↓

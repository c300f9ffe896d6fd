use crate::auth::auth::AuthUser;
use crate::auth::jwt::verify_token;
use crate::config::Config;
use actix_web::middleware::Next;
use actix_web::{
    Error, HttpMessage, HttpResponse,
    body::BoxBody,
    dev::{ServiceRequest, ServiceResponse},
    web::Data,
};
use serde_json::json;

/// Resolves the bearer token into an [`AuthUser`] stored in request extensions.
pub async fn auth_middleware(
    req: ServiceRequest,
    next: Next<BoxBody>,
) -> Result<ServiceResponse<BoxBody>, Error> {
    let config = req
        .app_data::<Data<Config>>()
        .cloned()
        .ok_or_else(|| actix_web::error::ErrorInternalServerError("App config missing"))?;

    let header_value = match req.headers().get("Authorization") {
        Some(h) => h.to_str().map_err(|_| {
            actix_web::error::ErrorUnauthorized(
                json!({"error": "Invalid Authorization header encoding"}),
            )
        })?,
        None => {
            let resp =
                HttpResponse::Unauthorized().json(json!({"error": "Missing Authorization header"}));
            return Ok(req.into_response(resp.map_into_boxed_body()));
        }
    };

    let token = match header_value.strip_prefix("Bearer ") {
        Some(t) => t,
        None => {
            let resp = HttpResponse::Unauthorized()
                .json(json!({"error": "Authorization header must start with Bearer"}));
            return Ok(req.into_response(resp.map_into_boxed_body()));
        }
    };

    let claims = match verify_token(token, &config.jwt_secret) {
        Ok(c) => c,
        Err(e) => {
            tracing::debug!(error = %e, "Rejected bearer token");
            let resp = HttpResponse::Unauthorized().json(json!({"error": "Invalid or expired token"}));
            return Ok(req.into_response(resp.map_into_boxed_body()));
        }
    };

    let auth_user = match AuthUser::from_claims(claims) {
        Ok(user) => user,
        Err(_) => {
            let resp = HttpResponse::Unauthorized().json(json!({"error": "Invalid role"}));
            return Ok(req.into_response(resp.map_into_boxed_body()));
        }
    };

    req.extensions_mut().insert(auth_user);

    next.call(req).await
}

↑

* _Instructions to follow_
Print the line that contains "req.extensions_mut().insert(auth_user);", then every later line of the entries above up to and including the last, all exactly as written.

* _Result below_
    req.extensions_mut().insert(auth_user);

    next.call(req).await
}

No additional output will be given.